Plantar wart | |
---|---|
Other names | Verruca myrmecia, verruca plantaris[1] |
Close up image of a large plantar wart | |
Specialty | Dermatology, Podiatry |
Symptoms | Skin colored lesion, may be painful[2] |
Complications | Trouble walking,[2] transmission to other parts of the body, callus formation |
Duration | Two years[2] |
Causes | Human papillomavirus (HPV)[2] |
Risk factors | Communal showers and pools, barefoot walking, open footwear, prior warts, poor immune function[2][3] |
Diagnostic method | Based on symptoms[3] |
Differential diagnosis | Callus, molluscum contagiosum, squamous cell carcinoma[2] |
Treatment | Salicylic acid, chemo-based Fluorouracil and bleomycin,[4] cryotherapy, surgical removal[2] |
Frequency | Common[5] |
A plantar wart is a wart occurring on the bottom of the foot or toes.[5] Its color is typically similar to that of the skin.[2] Small black dots often occur on the surface.[5] One or more may occur in an area.[2] They may result in pain with pressure such that walking is difficult.[2]
They are caused by the human papillomavirus (HPV).[2] A break in the skin is required for infection to occur.[2] Risk factors include use of communal showers, having had prior warts, and poor immune function.[2][3] Diagnosis is typically based on symptoms.[3]

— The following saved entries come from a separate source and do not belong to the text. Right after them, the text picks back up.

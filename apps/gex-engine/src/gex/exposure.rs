//! Strike-indexed exposure with derived totals, flip and walls.

use serde::{Deserialize, Serialize};

use super::flip::gamma_flip;
use super::walls::{call_walls, put_walls};
use crate::models::{StrikeAggregate, Wall};

/// Exposure portion of a profile: everything derivable from strike rows alone.
///
/// Invariants established by [`GexExposure::from_strikes`]:
/// - rows sorted by ascending strike, non-finite strikes dropped
/// - `net_gex == total_call_gex + total_put_gex`
/// - the last row's `cumulative_gex` equals `net_gex` (within float tolerance)
/// - `gamma_flip` lies within the strike range, or equals spot when there are no rows
#[derive(Debug, Clone, PartialEq, Serialize, Deserialize)]
pub struct GexExposure {
    symbol: String,
    current_price: f64,
    strikes: Vec<StrikeAggregate>,
    net_gex: f64,
    total_call_gex: f64,
    total_put_gex: f64,
    total_volume: u64,
    total_oi: u64,
    gamma_flip: f64,
    distance_to_flip: f64,
    call_walls: Vec<Wall>,
    put_walls: Vec<Wall>,
}

impl GexExposure {
    /// Assemble exposure from aggregated strike rows.
    #[must_use]
    pub fn from_strikes(
        symbol: impl Into<String>,
        current_price: f64,
        mut strikes: Vec<StrikeAggregate>,
    ) -> Self {
        strikes.retain(|row| row.strike.is_finite());
        strikes.sort_by(|a, b| a.strike.total_cmp(&b.strike));

        let mut cumulative = 0.0;
        let mut total_call_gex = 0.0;
        let mut total_put_gex = 0.0;
        let mut total_volume = 0u64;
        let mut total_oi = 0u64;

        for row in &mut strikes {
            cumulative += row.net_gex();
            row.cumulative_gex = cumulative;
            total_call_gex += row.call_gex;
            total_put_gex += row.put_gex;
            total_volume = total_volume.saturating_add(row.total_volume());
            total_oi = total_oi.saturating_add(row.total_oi());
        }

        let gamma_flip = gamma_flip(&strikes, current_price);
        let distance_to_flip = if current_price.is_finite() && current_price > 0.0 {
            (current_price - gamma_flip) / current_price * 100.0
        } else {
            0.0
        };

        Self {
            symbol: symbol.into(),
            current_price,
            call_walls: call_walls(&strikes),
            put_walls: put_walls(&strikes),
            strikes,
            net_gex: total_call_gex + total_put_gex,
            total_call_gex,
            total_put_gex,
            total_volume,
            total_oi,
            gamma_flip,
            distance_to_flip,
        }
    }

    /// Underlying symbol.
    #[must_use]
    pub fn symbol(&self) -> &str {
        &self.symbol
    }

    /// Spot price.
    #[must_use]
    pub const fn current_price(&self) -> f64 {
        self.current_price
    }

    /// Strike rows, ascending.
    #[must_use]
    pub fn strikes(&self) -> &[StrikeAggregate] {
        &self.strikes
    }

    /// Net exposure.
    #[must_use]
    pub const fn net_gex(&self) -> f64 {
        self.net_gex
    }

    /// Total call exposure.
    #[must_use]
    pub const fn total_call_gex(&self) -> f64 {
        self.total_call_gex
    }

    /// Total put exposure.
    #[must_use]
    pub const fn total_put_gex(&self) -> f64 {
        self.total_put_gex
    }

    /// Total volume.
    #[must_use]
    pub const fn total_volume(&self) -> u64 {
        self.total_volume
    }

    /// Total open interest.
    #[must_use]
    pub const fn total_oi(&self) -> u64 {
        self.total_oi
    }

    /// Gamma flip price.
    #[must_use]
    pub const fn gamma_flip(&self) -> f64 {
        self.gamma_flip
    }

    /// `(current_price - gamma_flip) / current_price * 100`.
    #[must_use]
    pub const fn distance_to_flip(&self) -> f64 {
        self.distance_to_flip
    }

    /// Call walls, largest first.
    #[must_use]
    pub fn call_walls(&self) -> &[Wall] {
        &self.call_walls
    }

    /// Put walls, most negative first.
    #[must_use]
    pub fn put_walls(&self) -> &[Wall] {
        &self.put_walls
    }

    /// Rows whose strike lies within `pct` percent of spot.
    pub fn strikes_near_spot(&self, pct: f64) -> impl Iterator<Item = &StrikeAggregate> {
        let spot = self.current_price;
        self.strikes
            .iter()
            .filter(move |row| spot > 0.0 && ((row.strike - spot) / spot).abs() * 100.0 <= pct)
    }
}
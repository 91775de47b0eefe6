//! End-to-end analysis scenarios through the public API.

use chrono::{DateTime, NaiveDate, NaiveDateTime, Utc};
use gex_engine::calendar::Clock;
use gex_engine::stress::{MmStatus, StressMetrics};
use gex_engine::{
    ChainSnapshot, ExpirationChain, FixedClock, GexEngine, GexExposure, GexProfile,
    GexProfileBuilder, MarketContext, OptionContract, SignalGenerator, SignalType,
    StrikeAggregate, TradeDirection,
};
use proptest::prelude::*;

fn market_time() -> NaiveDateTime {
    NaiveDate::from_ymd_opt(2026, 4, 8)
        .and_then(|d| d.and_hms_opt(11, 15, 0))
        .unwrap()
}

fn neutral_stress(dealer_pain: f64) -> StressMetrics {
    StressMetrics {
        dealer_pain,
        pin_risk: 0.0,
        institutional_flow: false,
        toxicity_score: 0.0,
        mm_status: MmStatus::Neutral,
    }
}

#[test]
fn test_scenario_flip_interpolation() {
    let exposure = GexExposure::from_strikes(
        "SPY",
        100.0,
        vec![
            StrikeAggregate::new(105.0, 2e8, 0.0),
            StrikeAggregate::new(95.0, 0.0, -2e8),
            StrikeAggregate::new(100.0, 4e8, -1e8),
        ],
    );

    let cumulative: Vec<f64> = exposure.strikes().iter().map(|r| r.cumulative_gex).collect();
    assert_eq!(cumulative, vec![-2e8, 1e8, 3e8]);

    let expected = 95.0 + (2e8 / 3e8) * 5.0;
    assert!((exposure.gamma_flip() - expected).abs() < 1e-9);
    assert!(exposure.gamma_flip() > 97.5 && exposure.gamma_flip() < 100.0);
}

#[test]
fn test_scenario_spy_short_gamma_squeeze() {
    let exposure = GexExposure::from_strikes(
        "SPY",
        500.0,
        vec![
            StrikeAggregate::new(495.0, 2e8, -1.2e9),
            StrikeAggregate::new(505.0, 1e8, -6e8),
        ],
    );
    assert!((exposure.net_gex() + 1.5e9).abs() < 1.0);

    let profile = GexProfile::new(exposure, neutral_stress(15.0), 17.0, DateTime::<Utc>::UNIX_EPOCH);
    let signals = SignalGenerator::default().generate(Some(&profile), "SPY");

    let squeeze = signals
        .iter()
        .find(|s| s.signal_type == SignalType::SqueezePlay && s.direction == TradeDirection::LongCalls)
        .expect("long calls squeeze signal");
    assert!(squeeze.confidence >= 65.0);
    assert!(squeeze.confidence <= 100.0);
}

#[test]
fn test_scenario_empty_chain() {
    let context = MarketContext::new(15.0, market_time());
    let snapshot = ChainSnapshot::new("QQQ", 430.0);

    let profile = GexProfileBuilder::default().build(&snapshot, &context);
    assert!(profile.is_none());

    let signals = SignalGenerator::default().generate(profile.as_ref(), "QQQ");
    assert_eq!(signals.len(), 1);
    assert_eq!(signals[0].signal_type, SignalType::Wait);
    assert_eq!(signals[0].confidence, 0.0);
}

fn realistic_chain() -> ChainSnapshot {
    let fetched_at = DateTime::parse_from_rfc3339("2026-04-08T15:14:00Z")
        .unwrap()
        .with_timezone(&Utc);
    let near = ExpirationChain {
        calls: vec![
            OptionContract::new(505.0, 42_000, Some(0.16), 18_000),
            OptionContract::new(510.0, 65_000, Some(0.15), 9_000),
            OptionContract::new(520.0, 30_000, None, 2_000),
        ],
        puts: vec![
            OptionContract::new(495.0, 51_000, Some(0.19), 22_000),
            OptionContract::new(490.0, 47_000, Some(0.21), 8_000),
            OptionContract::new(480.0, 25_000, Some(f64::NAN), 1_000),
        ],
        days_to_expiry: 2,
        fetched_at,
    };
    let weekly = ExpirationChain {
        calls: vec![OptionContract::new(510.0, 80_000, Some(0.17), 6_000)],
        puts: vec![OptionContract::new(490.0, 90_000, Some(0.22), 7_500)],
        days_to_expiry: 9,
        fetched_at,
    };

    ChainSnapshot::new("SPY", 501.3)
        .with_expiration(NaiveDate::from_ymd_opt(2026, 4, 10).unwrap(), near)
        .with_expiration(NaiveDate::from_ymd_opt(2026, 4, 17).unwrap(), weekly)
}

#[test]
fn test_analyze_is_idempotent_under_fixed_clock() {
    let engine = GexEngine::default();
    let clock = FixedClock(market_time());
    let snapshot = realistic_chain();

    let first = engine.analyze("SPY", Some(&snapshot), &MarketContext::new(16.2, clock.now()));
    let second = engine.analyze("SPY", Some(&snapshot), &MarketContext::new(16.2, clock.now()));

    assert!(first.profile.is_some());
    assert_eq!(first, second);

    let profile = first.profile.unwrap();
    assert_eq!(profile.as_of().to_rfc3339(), "2026-04-08T15:14:00+00:00");
    let strikes: Vec<f64> = profile.strikes().iter().map(|r| r.strike).collect();
    assert_eq!(strikes, vec![480.0, 490.0, 495.0, 505.0, 510.0, 520.0]);
    assert!(profile.call_walls().len() <= 5);
    assert!(profile.put_walls().len() <= 5);
}

#[test]
fn test_evaluate_keeps_best_signal_first() {
    let engine = GexEngine::default();
    let context = MarketContext::new(16.2, market_time());

    let result = engine.evaluate("SPY", Some(&realistic_chain()), &context, 65.0);
    assert!(!result.is_failed());
    for pair in result.signals.windows(2) {
        assert!(pair[0].confidence >= pair[1].confidence);
    }
    assert_eq!(result.best_signal(), result.signals.first());
}

fn arb_contract(spot: f64) -> impl Strategy<Value = OptionContract> {
    (
        0.8f64..1.2,
        0u64..100_000,
        prop::option::of(-0.5f64..2.0),
        0u64..50_000,
    )
        .prop_map(move |(moneyness, oi, iv, volume)| {
            OptionContract::new((spot * moneyness).round(), oi, iv, volume)
        })
}

fn arb_snapshot() -> impl Strategy<Value = ChainSnapshot> {
    (50.0f64..600.0).prop_flat_map(|spot| {
        (
            prop::collection::vec(arb_contract(spot), 0..12),
            prop::collection::vec(arb_contract(spot), 0..12),
            1i64..=14,
        )
            .prop_map(move |(calls, puts, dte)| {
                ChainSnapshot::new("PROP", spot).with_expiration(
                    NaiveDate::from_ymd_opt(2026, 4, 17).unwrap(),
                    ExpirationChain {
                        calls,
                        puts,
                        days_to_expiry: dte,
                        fetched_at: DateTime::<Utc>::UNIX_EPOCH,
                    },
                )
            })
    })
}

proptest! {
    #[test]
    fn prop_pipeline_outputs_stay_in_bounds(snapshot in arb_snapshot(), vix in 9.0f64..60.0) {
        let engine = GexEngine::default();
        let context = MarketContext::new(vix, market_time());
        let result = engine.evaluate("PROP", Some(&snapshot), &context, 65.0);

        prop_assert!(!result.signals.is_empty());
        prop_assert!((0.0..=100.0).contains(&result.opportunity_score));
        for signal in &result.signals {
            prop_assert!((0.0..=100.0).contains(&signal.confidence));
        }

        if let Some(profile) = &result.profile {
            prop_assert!((0.0..=100.0).contains(&profile.dealer_pain()));
            prop_assert!(profile.toxicity_score().abs() <= 100.0);

            if let (Some(first), Some(last)) = (profile.strikes().first(), profile.strikes().last()) {
                prop_assert!(profile.gamma_flip() >= first.strike);
                prop_assert!(profile.gamma_flip() <= last.strike);
                let gross = profile.total_call_gex().abs() + profile.total_put_gex().abs();
                let tolerance = 1e-9 * gross.max(1.0);
                prop_assert!((last.cumulative_gex - profile.net_gex()).abs() <= tolerance);
            }
        }
    }
}
//! Integration tests for the concurrent scanner.
//!
//! Chains are served from an in-memory provider with injected failures and
//! latency; the clock is fixed so every time-windowed heuristic is stable.

use std::sync::Arc;
use std::sync::atomic::{AtomicUsize, Ordering};
use std::time::Duration;

use async_trait::async_trait;
use chrono::{DateTime, NaiveDate, NaiveDateTime, Utc};
use gex_engine::scanner::{ConcurrentScanner, Progress, ScanFailure};
use gex_engine::{
    ChainProvider, ChainProviderError, ChainSnapshot, ExpirationChain, FixedClock, GexEngine,
    InMemoryChainProvider, OptionContract, SignalType,
};

// Wednesday, outside OPEX week and the institutional windows
fn quiet_now() -> NaiveDateTime {
    NaiveDate::from_ymd_opt(2026, 4, 8)
        .and_then(|d| d.and_hms_opt(12, 0, 0))
        .unwrap()
}

fn chain(symbol: &str, spot: f64, put_oi: u64) -> ChainSnapshot {
    let expiration = ExpirationChain {
        calls: vec![
            OptionContract::new(spot * 1.01, 80_000, Some(0.22), 1_500),
            OptionContract::new(spot * 1.03, 35_000, Some(0.20), 900),
        ],
        puts: vec![
            OptionContract::new(spot * 0.99, put_oi, Some(0.26), 2_500),
            OptionContract::new(spot * 0.97, 15_000, Some(0.28), 700),
        ],
        days_to_expiry: 2,
        fetched_at: DateTime::<Utc>::UNIX_EPOCH,
    };
    ChainSnapshot::new(symbol, spot)
        .with_expiration(NaiveDate::from_ymd_opt(2026, 4, 10).unwrap(), expiration)
}

fn symbols(names: &[&str]) -> Vec<String> {
    names.iter().map(ToString::to_string).collect()
}

fn scanner(provider: Arc<dyn ChainProvider>) -> ConcurrentScanner {
    ConcurrentScanner::new(
        Arc::new(GexEngine::default()),
        provider,
        Arc::new(FixedClock(quiet_now())),
    )
}

#[tokio::test]
async fn test_failed_symbols_become_trailing_placeholders() {
    let provider = Arc::new(InMemoryChainProvider::new());
    provider.set_volatility_index(18.0);

    let universe = [
        "SPY", "QQQ", "IWM", "AAPL", "NVDA", "TSLA", "AMD", "META", "MSFT", "GOOGL",
    ];
    for (i, symbol) in universe.iter().enumerate() {
        let spot = 100.0 + 25.0 * i as f64;
        provider.insert(chain(symbol, spot, 30_000 + 4_000 * i as u64));
    }
    provider.fail(
        "TSLA",
        ChainProviderError::DataUnavailable {
            message: "upstream 503".to_string(),
        },
    );
    provider.fail(
        "META",
        ChainProviderError::SymbolNotFound {
            symbol: "META".to_string(),
        },
    );

    let results = scanner(provider)
        .with_max_workers(4)
        .scan(&symbols(&universe), 65.0, None)
        .await;

    assert_eq!(results.len(), 10);

    let failed: Vec<&str> = results
        .iter()
        .filter(|r| r.is_failed())
        .map(|r| r.symbol.as_str())
        .collect();
    assert_eq!(failed, vec!["TSLA", "META"]);

    // Placeholders rank last, in input order
    assert_eq!(results[8].symbol, "TSLA");
    assert_eq!(results[9].symbol, "META");
    for placeholder in &results[8..] {
        assert_eq!(placeholder.opportunity_score, 0.0);
        assert!(placeholder.profile.is_none());
        let wait = placeholder.best_signal().unwrap();
        assert_eq!(wait.signal_type, SignalType::Wait);
        assert_eq!(wait.confidence, 0.0);
        assert!(matches!(placeholder.failure, Some(ScanFailure::Fetch { .. })));
    }

    for result in &results[..8] {
        assert!(result.opportunity_score > 0.0);
        assert!(!result.signals.is_empty());
        assert_eq!(
            result.profile.as_ref().map(|p| p.volatility_index()),
            Some(18.0)
        );
    }

    for pair in results.windows(2) {
        let (a, b) = (&pair[0], &pair[1]);
        assert!(
            a.opportunity_score > b.opportunity_score
                || (a.opportunity_score == b.opportunity_score
                    && a.dealer_pain() >= b.dealer_pain())
        );
    }
}

#[tokio::test(start_paused = true)]
async fn test_slow_symbol_times_out_without_stalling_batch() {
    let provider = Arc::new(InMemoryChainProvider::new());
    provider.insert(chain("SPY", 500.0, 40_000));
    provider.insert(chain("QQQ", 430.0, 40_000));
    provider.delay("QQQ", Duration::from_secs(60));

    let timeouts = AtomicUsize::new(0);
    let on_progress = |progress: &Progress| {
        timeouts.store(progress.failures.timeout as usize, Ordering::SeqCst);
    };

    let results = scanner(provider)
        .with_task_timeout(Duration::from_secs(5))
        .scan(&symbols(&["QQQ", "SPY"]), 65.0, Some(&on_progress))
        .await;

    assert_eq!(timeouts.load(Ordering::SeqCst), 1);

    assert_eq!(results.len(), 2);
    assert_eq!(results[0].symbol, "SPY");
    assert!(!results[0].is_failed());
    assert_eq!(results[1].symbol, "QQQ");
    assert_eq!(results[1].failure, Some(ScanFailure::Timeout { secs: 5 }));
}

#[tokio::test]
async fn test_missing_volatility_index_uses_default() {
    let provider = Arc::new(InMemoryChainProvider::new());
    provider.insert(chain("IWM", 210.0, 30_000));

    let results = scanner(provider)
        .with_default_volatility_index(14.5)
        .scan(&symbols(&["IWM"]), 65.0, None)
        .await;

    let profile = results[0].profile.as_ref().unwrap();
    assert_eq!(profile.volatility_index(), 14.5);
}

#[tokio::test]
async fn test_progress_reported_once_per_symbol() {
    let provider = Arc::new(InMemoryChainProvider::new());
    for symbol in ["SPY", "QQQ", "IWM"] {
        provider.insert(chain(symbol, 300.0, 30_000));
    }

    let calls = AtomicUsize::new(0);
    let last_completed = AtomicUsize::new(0);
    let on_progress = |progress: &Progress| {
        calls.fetch_add(1, Ordering::SeqCst);
        last_completed.store(progress.completed() as usize, Ordering::SeqCst);
        assert_eq!(progress.total, 4);
    };

    let results = scanner(provider)
        .scan(&symbols(&["SPY", "QQQ", "IWM", "NOPE"]), 65.0, Some(&on_progress))
        .await;

    assert_eq!(results.len(), 4);
    assert_eq!(calls.load(Ordering::SeqCst), 4);
    assert_eq!(last_completed.load(Ordering::SeqCst), 4);
}

#[tokio::test]
async fn test_empty_universe() {
    let provider = Arc::new(InMemoryChainProvider::new());
    let results = scanner(provider).scan(&[], 65.0, None).await;
    assert!(results.is_empty());
}

/// Provider that records how many fetches are in flight at once.
struct CountingProvider {
    inner: InMemoryChainProvider,
    in_flight: AtomicUsize,
    peak: AtomicUsize,
}

#[async_trait]
impl ChainProvider for CountingProvider {
    async fn fetch_chain(&self, symbol: &str) -> Result<ChainSnapshot, ChainProviderError> {
        let now = self.in_flight.fetch_add(1, Ordering::SeqCst) + 1;
        self.peak.fetch_max(now, Ordering::SeqCst);
        tokio::time::sleep(Duration::from_millis(50)).await;
        let result = self.inner.fetch_chain(symbol).await;
        self.in_flight.fetch_sub(1, Ordering::SeqCst);
        result
    }

    async fn volatility_index(&self) -> Result<f64, ChainProviderError> {
        Ok(16.0)
    }
}

#[tokio::test(start_paused = true)]
async fn test_worker_pool_bounds_in_flight_fetches() {
    let provider = Arc::new(CountingProvider {
        inner: InMemoryChainProvider::new(),
        in_flight: AtomicUsize::new(0),
        peak: AtomicUsize::new(0),
    });
    let universe: Vec<String> = (0..12).map(|i| format!("SYM{i}")).collect();
    for symbol in &universe {
        provider.inner.insert(chain(symbol, 150.0, 25_000));
    }

    let results = scanner(Arc::clone(&provider) as Arc<dyn ChainProvider>)
        .with_max_workers(3)
        .scan(&universe, 65.0, None)
        .await;

    assert_eq!(results.len(), 12);
    assert!(results.iter().all(|r| !r.is_failed()));
    let peak = provider.peak.load(Ordering::SeqCst);
    assert!(peak <= 3, "peak in-flight fetches was {peak}");
    assert!(peak >= 2);
}

struct HungVolatilityIndex {
    inner: InMemoryChainProvider,
}

#[async_trait]
impl ChainProvider for HungVolatilityIndex {
    async fn fetch_chain(&self, symbol: &str) -> Result<ChainSnapshot, ChainProviderError> {
        self.inner.fetch_chain(symbol).await
    }

    async fn volatility_index(&self) -> Result<f64, ChainProviderError> {
        std::future::pending().await
    }
}

#[tokio::test(start_paused = true)]
async fn test_unresponsive_volatility_index_falls_back_to_default() {
    let provider = Arc::new(HungVolatilityIndex {
        inner: InMemoryChainProvider::new(),
    });
    provider.inner.insert(chain("SPY", 500.0, 30_000));

    let scanner = scanner(provider)
        .with_task_timeout(Duration::from_secs(5))
        .with_default_volatility_index(17.0);
    let universe = symbols(&["SPY"]);
    let scan = scanner.scan(&universe, 65.0, None);
    let results = tokio::time::timeout(Duration::from_secs(3600), scan)
        .await
        .expect("scan finishes without a volatility index");

    assert_eq!(results.len(), 1);
    let profile = results[0].profile.as_ref().unwrap();
    assert_eq!(profile.volatility_index(), 17.0);
}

Treatment is only needed if it is causing symptoms.[3] This may include salicylic acid, cryotherapy, chemo-based fluorouracil or bleomycin, and surgical removal.[2] The skin atop the lesion should generally be removed before treatment.[2] In about a third to two-thirds of cases, they go away without specific treatment, but this may take a few years.[2] Plantar warts are common.[5] Children and young adults are most often affected.[3]